Fricke, who this season celebrates 60 years on the podium, is clearly a product of Mozart performance practice from two generations ago. Even back then, though, he would’ve been pushing things with the kind of tempo he offers here. Rarely has this conductor produced results so musically distinguished yet so damaging to the drama. So hats off to a cast that consistently infuses the music with the theatrical spark so lacking in the pit. In a vocally gifted (and singularly attractive) ensemble, mezzo Marina Domashenko triumphs as Sesto. Her upholstered timbre and luminous high notes are lavished on some of the best music in the piece. Her understated acting is convincing and sensitive to story arc. And her physical beauty translates into an unexpectedly credible boyish handsomeness for this trouser role. In the other trouser role, Annio, mezzo Jossie Perez turns in a swaggering, suitably raw-nerved performance, with a voice of fullness at the bottom and flinty penetration higher up.

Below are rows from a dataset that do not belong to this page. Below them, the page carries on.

//! OS signal handling.
//!
//! SIGINT (Ctrl-C) and, on unix, SIGTERM both request shutdown of the node.

/// Wait for a termination signal and return its name.
///
/// If a handler cannot be installed that source is ignored and the other one
/// still works.
pub async fn wait_for_signal() -> &'static str {
    let ctrl_c = async {
        if let Err(e) = tokio::signal::ctrl_c().await {
            tracing::error!(error = %e, "Failed to install Ctrl+C handler");
            std::future::pending::<()>().await;
        }
    };

    #[cfg(unix)]
    let terminate = async {
        use tokio::signal::unix::{signal, SignalKind};
        match signal(SignalKind::terminate()) {
            Ok(mut stream) => {
                stream.recv().await;
            }
            Err(e) => {
                tracing::error!(error = %e, "Failed to install SIGTERM handler");
                std::future::pending::<()>().await;
            }
        }
    };

    #[cfg(not(unix))]
    let terminate = std::future::pending::<()>();

    let name = tokio::select! {
        _ = ctrl_c => "SIGINT",
        _ = terminate => "SIGTERM",
    };
    tracing::info!(signal = name, "Shutdown signal received");
    name
}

That mix of rich lower register and edgy top is common to both sopranos, as well: Hoo-Ryoung Hwang (Servilia), whose high notes are troubled with an acidic vibrato, and Tatiana Pavlovskaya (Vitellia, the femme fatale who stirs Sesto to his act of terrorism), who manages to thrill both with her punchy chest voice and her knife-edged upper extension. Pavlovskaya makes something delicious out of the character’s mercurial coquettishness, too—at least when the directors aren’t having her moon about listlessly at moments of highest tension. Michael Schade’s Tito spends much of his time shuffling through the opera with hunched shoulders and an inappropriately petulant grimace, but his big, juicy tenor (marred by a slight nasality) pays dividends at climactic moments. And in the single low-lying role, the third Russian in the ensemble, bass Nikolai Didenko is smoothly, darkly impressive as Publio, Tito’s head of homeland security. (How would American opera companies cast productions if the Soviet Union hadn’t fallen?)

Germán Droghetti’s sets (co-designed with Hampe) and costumes opt for the safe route of evoking Mozart’s day—and they’re all very pretty and neatly proportioned. But what if WNO had actually chosen to do Tito precisely because of its relevance to our present-day world and actively engaged its themes of domestic terrorism, capital punishment, and the application of genuinely Christian values to governance? Must we limit glimpses of our world on the operatic stage to productions of Nixon in China and Dead Man Walking, or is Mozart also eligible for the relevance club? Why not put our own Capitol onstage, burning, with senators fleeing every which way in confusion? And when President Tito confronts the saboteurs in his own administration, why not show him confounding all expectations by extending the hand of clemency, sitting down to learn why his enemies hate him, and seeking ways to close the rift?